# CS559 Code Completion (Colab Notebook) — Token-Level Only

This notebook runs the full pipeline end-to-end for **token-level next-token prediction**:

1. Install dependencies
2. Download + extract Py150
3. Preprocess/tokenize
4. Create **token-level** completion datasets
5. Train (`train_v2.py`)
6. Evaluate (`evaluate.py`)
7. Run a small inference demo

**Tip:** start with the **Quick sanity run** settings (small `max_train_examples`) to verify everything works, then scale up.


In [None]:
# (Optional) Mount Google Drive to save runs
try:
    from google.colab import drive
    drive.mount('/content/drive')
except Exception as e:
    print('Not running in Colab (or Drive mount failed):', e)


In [None]:
# Clone the repo (if you uploaded only this notebook)
import os
import subprocess

REPO_URL = "https://github.com/MahyarFardin/cs559_code_completion.git"
REPO_DIR = "/content/cs559_code_completion"
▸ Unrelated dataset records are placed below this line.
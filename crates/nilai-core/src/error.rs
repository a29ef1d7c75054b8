//! Error types for nilai.
//!
//! One unified error type with explicit variants for validation, storage,
//! subscription and input failures. Export has its own [`ExportError`].

use thiserror::Error;

/// The unified error type for nilai operations.
#[derive(Debug, Error)]
pub enum Error {
    /// Form input rejected before anything is written.
    #[error("validation failed: {0}")]
    Validation(#[from] ValidationError),

    /// The store rejected or failed a read or write.
    #[error("store error: {0}")]
    Store(#[from] StoreError),

    /// The live query could not be established or dropped.
    #[error("subscription error: {message}")]
    Subscription { message: String },

    /// Malformed identifiers or locations.
    #[error("invalid input: {0}")]
    InvalidInput(#[from] InvalidInputError),
}

impl Error {
    /// Build a subscription error from any displayable cause.
    pub fn subscription(message: impl std::fmt::Display) -> Self {
        Error::Subscription {
            message: message.to_string(),
        }
    }
}

/// Form validation failures.
///
/// The `Display` output is the user-facing message.
#[derive(Debug, Clone, PartialEq, Eq, Error)]
pub enum ValidationError {
    #[error("all fields required")]
    MissingField,

    #[error("score must be a number between 0 and 100")]
    ScoreOutOfRange,
}

/// Storage failures.
#[derive(Debug, Error)]
pub enum StoreError {
    #[error("IO error: {0}")]
    Io(#[from] std::io::Error),

    #[error("serialization error: {0}")]
    Serialization(#[from] serde_json::Error),

    #[error("malformed document {id}: {reason}")]
    Document { id: String, reason: String },
}

/// Export failures, reported by [`export_csv`](crate::export_csv).
#[derive(Debug, Clone, PartialEq, Eq, Error)]
pub enum ExportError {
    #[error("nothing to export")]
    Empty,
}

/// Input validation errors for identifiers and locations.
#[derive(Debug, Clone, PartialEq, Eq, Error)]
pub enum InvalidInputError {
    #[error("invalid store URL '{value}': {reason}")]
    StoreUrl { value: String, reason: String },

    #[error("invalid record id '{value}': {reason}")]
    RecordId { value: String, reason: String },

    #[error("invalid collection '{value}': {reason}")]
    Collection { value: String, reason: String },
}
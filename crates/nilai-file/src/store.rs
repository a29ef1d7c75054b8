//! Filesystem storage for grade documents.

use std::fs::{self, OpenOptions};
use std::path::{Path, PathBuf};

use chrono::{DateTime, Utc};
use fs2::FileExt;
use serde::{Deserialize, Serialize};
use serde_json::Value;
use tracing::{debug, instrument, warn};
use uuid::Uuid;

use nilai_core::error::{Error, InvalidInputError, StoreError};
use nilai_core::{GradeRecord, NewGrade, RecordId, Result, ServerTimestamp, Snapshot};

fn map_io(err: std::io::Error) -> Error {
    StoreError::Io(err).into()
}

/// A grade document as written to disk.
#[derive(Debug, Clone, Serialize, Deserialize)]
pub struct StoredGrade {
    pub nim: String,
    pub nama: String,
    pub mata_kuliah: String,
    pub nilai: f64,
    /// Assigned by the store at commit time.
    pub created_at: ServerTimestamp,
}

/// Filesystem-backed storage for one collection.
#[derive(Debug, Clone)]
pub struct FileStore {
    root: PathBuf,
    collection: String,
}

impl FileStore {
    /// Create a file store for `collection` under the given root directory.
    ///
    /// # Errors
    ///
    /// Returns an error if the collection name is not a safe directory name.
    pub fn new(root: impl AsRef<Path>, collection: impl Into<String>) -> Result<Self> {
        let collection = collection.into();
        validate_collection(&collection)?;

        Ok(Self {
            root: root.as_ref().to_path_buf(),
            collection,
        })
    }

    /// Get the root directory path.
    pub fn root(&self) -> &Path {
        &self.root
    }

    pub fn collection(&self) -> &str {
        &self.collection
    }

    /// Get the directory holding this collection's documents.
    pub(crate) fn collection_dir(&self) -> PathBuf {
        self.root.join("collections").join(&self.collection)
    }

    /// Lock file serializing writers across processes.
    ///
    /// Kept beside the collection directory so that locking does not wake
    /// live queries.
    fn lock_path(&self) -> PathBuf {
        self.root
            .join("collections")
            .join(format!("{}.lock", self.collection))
    }

    fn document_path(&self, id: &RecordId) -> PathBuf {
        self.collection_dir().join(format!("{}.json", id))
    }

    fn generate_id() -> Result<RecordId> {
        RecordId::new(Uuid::new_v4().simple().to_string())
    }

    /// Append a grade, assigning its id and server timestamp.
    ///
    /// The document is written to a temporary file and renamed into place
    /// while holding the collection lock, so readers never see partial JSON.
    /// Runs on the blocking pool.
    #[instrument(skip(self, grade), fields(collection = %self.collection))]
    pub async fn insert(&self, grade: &NewGrade) -> Result<RecordId> {
        let store = self.clone();
        let grade = grade.clone();

        let id = tokio::task::spawn_blocking(move || store.insert_locked(&grade))
            .await
            .map_err(|e| map_io(std::io::Error::other(e)))??;

        debug!(%id, "Inserted grade document");

        Ok(id)
    }

    fn insert_locked(&self, grade: &NewGrade) -> Result<RecordId> {
        let dir = self.collection_dir();
        fs::create_dir_all(&dir).map_err(map_io)?;

        let lock_file = OpenOptions::new()
            .create(true)
            .write(true)
            .truncate(false)
            .open(self.lock_path())
            .map_err(map_io)?;

        lock_file.lock_exclusive().map_err(map_io)?;

        let id = Self::generate_id()?;
        let document = StoredGrade {
            nim: grade.nim.clone(),
            nama: grade.nama.clone(),
            mata_kuliah: grade.mata_kuliah.clone(),
            nilai: grade.nilai,
            created_at: ServerTimestamp::Resolved(Utc::now()),
        };

        let content = serde_json::to_string_pretty(&document).map_err(StoreError::from)?;

        let path = self.document_path(&id);
        let temp_path = path.with_extension("tmp");
        fs::write(&temp_path, &content).map_err(map_io)?;
        fs::rename(&temp_path, &path).map_err(map_io)?;

        FileExt::unlock(&lock_file).map_err(map_io)?;

        Ok(id)
    }

    /// Read the whole collection, newest first.
    ///
    /// Documents that cannot be read or parsed are skipped. A collection
    /// that does not exist yet is empty.
    pub fn load(&self) -> Result<Snapshot> {
        let dir = self.collection_dir();

        if !dir.exists() {
            return Ok(Snapshot::default());
        }

        let mut entries: Vec<_> = fs::read_dir(&dir)
            .map_err(map_io)?
            .filter_map(|e| e.ok())
            .map(|e| e.path())
            .filter(|p| p.extension().is_some_and(|ext| ext == "json"))
            .collect();

        entries.sort();

        let mut records = Vec::with_capacity(entries.len());
        for path in &entries {
            match read_document(path) {
                Ok(record) => records.push(record),
                Err(e) => warn!(path = %path.display(), error = %e, "Skipping unreadable document"),
            }
        }

        Ok(Snapshot::ordered(records))
    }
}

fn validate_collection(name: &str) -> Result<()> {
    let reason = if name.is_empty() {
        Some("must not be empty")
    } else if name.starts_with('.') {
        Some("must not start with '.'")
    } else if !name
        .chars()
        .all(|c| c.is_ascii_alphanumeric() || c == '_' || c == '-' || c == '.')
    {
        Some("only ASCII letters, digits, '_', '-' and '.' are allowed")
    } else {
        None
    };

    match reason {
        Some(reason) => Err(InvalidInputError::Collection {
            value: name.to_string(),
            reason: reason.to_string(),
        }
        .into()),
        None => Ok(()),
    }
}

fn read_document(path: &Path) -> Result<GradeRecord> {
    let stem = path
        .file_stem()
        .and_then(|s| s.to_str())
        .unwrap_or_default();
    let id = RecordId::new(stem)?;

    let content = fs::read_to_string(path).map_err(map_io)?;
    let value: Value = serde_json::from_str(&content).map_err(StoreError::from)?;

    let Value::Object(fields) = value else {
        return Err(StoreError::Document {
            id: id.to_string(),
            reason: "document is not a JSON object".to_string(),
        }
        .into());
    };

    Ok(GradeRecord {
        nim: fields.get("nim").and_then(text_field),
        nama: fields.get("nama").and_then(string_field),
        mata_kuliah: fields.get("mata_kuliah").and_then(string_field),
        nilai: fields.get("nilai").and_then(Value::as_f64),
        created_at: fields
            .get("created_at")
            .and_then(Value::as_str)
            .and_then(|s| DateTime::parse_from_rfc3339(s).ok())
            .map(|at| at.with_timezone(&Utc))
            .into(),
        id,
    })
}

fn string_field(value: &Value) -> Option<String> {
    value.as_str().map(str::to_string)
}

/// Student IDs written by other clients may be numeric.
fn text_field(value: &Value) -> Option<String> {
    match value {
        Value::String(s) => Some(s.clone()),
        Value::Number(n) => Some(n.to_string()),
        _ => None,
    }
}
//! Live query stream for the file-backed store.

use std::path::Path;
use std::pin::Pin;
use std::task::{Context, Poll};
use std::time::Duration;

use futures_util::Stream;
use notify::{EventKind, RecursiveMode, Watcher};
use tokio::sync::mpsc;
use tokio::time::MissedTickBehavior;
use tracing::{debug, trace, warn};

use nilai_core::error::Error;
use nilai_core::{Result, Snapshot};

use crate::store::FileStore;

/// Live query over a file-backed collection.
///
/// The first item is the collection as it stands; afterwards a new snapshot
/// is delivered whenever the set of documents changes, whoever changed it.
/// Change detection combines a directory watcher with a polling fallback.
/// Dropping the stream stops both.
pub struct FileLiveQuery {
    inner: Pin<Box<dyn Stream<Item = Result<Snapshot>> + Send>>,
}

impl FileLiveQuery {
    pub(crate) fn from_store(store: FileStore, poll_interval: Duration) -> Result<Self> {
        let dir = store.collection_dir();

        std::fs::create_dir_all(&dir).map_err(|e| {
            Error::subscription(format!("failed to create collection directory: {}", e))
        })?;

        let (tx, mut rx) = mpsc::channel::<Result<Snapshot>>(100);
        let (dirty_tx, mut dirty_rx) = mpsc::channel::<()>(1);

        let mut watcher = notify::recommended_watcher(move |res: notify::Result<notify::Event>| {
            match res {
                Ok(event) if touches_documents(&event) => {
                    // A full channel already has a reload queued.
                    let _ = dirty_tx.try_send(());
                }
                Ok(_) => {}
                Err(e) => warn!(error = %e, "Collection watcher error"),
            }
        })
        .map_err(|e| Error::subscription(format!("failed to create file watcher: {}", e)))?;

        watcher
            .watch(&dir, RecursiveMode::NonRecursive)
            .map_err(|e| Error::subscription(format!("failed to watch collection: {}", e)))?;

        tokio::spawn(async move {
            let _watcher = watcher;
            let mut interval = tokio::time::interval(poll_interval);
            interval.set_missed_tick_behavior(MissedTickBehavior::Skip);

            let mut last: Option<Snapshot> = None;

            loop {
                let snapshot = match reload(&store) {
                    Ok(snapshot) => snapshot,
                    Err(e) => {
                        let _ = tx.send(Err(e)).await;
                        break;
                    }
                };

                if last.as_ref() != Some(&snapshot) {
                    debug!(records = snapshot.len(), "Delivering snapshot");
                    if tx.send(Ok(snapshot.clone())).await.is_err() {
                        trace!("Live query dropped");
                        break;
                    }
                    last = Some(snapshot);
                }

                tokio::select! {
                    _ = interval.tick() => {}
                    Some(()) = dirty_rx.recv() => {}
                    _ = tx.closed() => break,
                }
            }
        });

        let stream = async_stream::stream! {
            while let Some(item) = rx.recv().await {
                yield item;
            }
        };

        Ok(Self {
            inner: Box::pin(stream),
        })
    }
}

impl Stream for FileLiveQuery {
    type Item = Result<Snapshot>;

    fn poll_next(mut self: Pin<&mut Self>, cx: &mut Context<'_>) -> Poll<Option<Self::Item>> {
        self.inner.as_mut().poll_next(cx)
    }
}

/// Re-read the collection; losing the directory fails the subscription.
fn reload(store: &FileStore) -> Result<Snapshot> {
    let dir = store.collection_dir();
    if !dir.is_dir() {
        return Err(Error::subscription(format!(
            "collection directory {} is gone",
            dir.display()
        )));
    }

    store
        .load()
        .map_err(|e| Error::subscription(format!("failed to read collection: {}", e)))
}

fn touches_documents(event: &notify::Event) -> bool {
    matches!(
        event.kind,
        EventKind::Create(_) | EventKind::Modify(_) | EventKind::Remove(_)
    ) && event.paths.iter().any(|p| is_document(p))
}

fn is_document(path: &Path) -> bool {
    path.extension().is_some_and(|ext| ext == "json")
}
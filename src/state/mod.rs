//! Engine-wide shared state: the per-learner single-writer boundary and the
//! snapshot cache in front of the learner store.

use std::collections::HashMap;
use std::num::NonZeroUsize;
use std::sync::Arc;
use lru::LruCache;
use parking_lot::Mutex;
use crate::profile::LearnerProfile;
use crate::skills::SkillGraph;

/// Lock entries kept before idle ones are swept on the next acquire.
pub const DEFAULT_PRUNE_THRESHOLD: usize = 256;

type LockMap = HashMap<String, Arc<tokio::sync::Mutex<()>>>;

/// Async mutex per learner id. Every read-modify-write of a learner's
/// documents happens while holding that learner's guard.
///
/// Entries nobody holds or waits on are dropped once the map reaches the
/// prune threshold, so the map never exceeds it by more than the number of
/// learners currently in flight.
#[derive(Clone)]
pub struct LearnerLocks {
    locks: Arc<Mutex<LockMap>>,
    prune_threshold: usize,
}

impl Default for LearnerLocks {
    fn default() -> Self {
        Self::with_prune_threshold(DEFAULT_PRUNE_THRESHOLD)
    }
}

impl LearnerLocks {
    pub fn new() -> Self {
        Self::default()
    }

    pub fn with_prune_threshold(threshold: usize) -> Self {
        LearnerLocks {
            locks: Arc::new(Mutex::new(HashMap::new())),
            prune_threshold: threshold.max(1),
        }
    }

    pub fn prune_threshold(&self) -> usize {
        self.prune_threshold
    }

    /// Wait for exclusive access to `learner_id`.
    pub async fn acquire(&self, learner_id: &str) -> tokio::sync::OwnedMutexGuard<()> {
        let lock = {
            let mut locks = self.locks.lock();
            if locks.len() >= self.prune_threshold && !locks.contains_key(learner_id) {
                let removed = sweep_idle(&mut locks);
                if removed > 0 {
                    tracing::debug!(removed, remaining = locks.len(), "Pruned idle learner locks");
                }
            }
            locks
                .entry(learner_id.to_string())
                .or_insert_with(|| Arc::new(tokio::sync::Mutex::new(())))
                .clone()
        };
        lock.lock_owned().await
    }

    /// Drop lock entries nobody is holding or waiting on.
    pub fn prune(&self) -> usize {
        sweep_idle(&mut self.locks.lock())
    }

    pub fn len(&self) -> usize {
        self.locks.lock().len()
    }

    pub fn is_empty(&self) -> bool {
        self.locks.lock().is_empty()
    }
}

// The map holds one strong reference; any other is a guard or a waiter.
fn sweep_idle(locks: &mut LockMap) -> usize {
    let before = locks.len();
    locks.retain(|_, lock| Arc::strong_count(lock) > 1);
    before - locks.len()
}

/// Bounded write-through cache of learner documents.
///
/// Entries are only written after a successful store save, so a cached
/// snapshot never runs ahead of what is persisted.
#[derive(Clone)]
pub struct LearnerCache {
    profiles: Arc<Mutex<LruCache<String, LearnerProfile>>>,
    graphs: Arc<Mutex<LruCache<String, SkillGraph>>>,
}

impl LearnerCache {
    pub fn new(capacity: usize) -> Self {
        let capacity = NonZeroUsize::new(capacity.max(1)).unwrap_or(NonZeroUsize::MIN);
        LearnerCache {
            profiles: Arc::new(Mutex::new(LruCache::new(capacity))),
            graphs: Arc::new(Mutex::new(LruCache::new(capacity))),
        }
    }

    pub fn profile(&self, learner_id: &str) -> Option<LearnerProfile> {
        self.profiles.lock().get(learner_id).cloned()
    }

    pub fn put_profile(&self, profile: LearnerProfile) {
        self.profiles.lock().put(profile.learner_id.clone(), profile);
    }

    pub fn graph(&self, learner_id: &str) -> Option<SkillGraph> {
        self.graphs.lock().get(learner_id).cloned()
    }

    pub fn put_graph(&self, graph: SkillGraph) {
        self.graphs.lock().put(graph.learner_id.clone(), graph);
    }

    pub fn invalidate(&self, learner_id: &str) {
        self.profiles.lock().pop(learner_id);
        self.graphs.lock().pop(learner_id);
    }
}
if not os.path.exists(REPO_DIR):
    subprocess.check_call(["git", "clone", REPO_URL, REPO_DIR])

os.chdir(REPO_DIR)
print("cwd:", os.getcwd())
subprocess.check_call(["python", "-V"])


In [None]:
# Install dependencies
# Note: Colab typically already includes PyTorch; requirements.txt should be compatible.
!pip -q install --upgrade pip
!pip -q install -r requirements.txt


In [None]:
# Check GPU
import subprocess
import torch

print('torch:', torch.__version__)
print('cuda available:', torch.cuda.is_available())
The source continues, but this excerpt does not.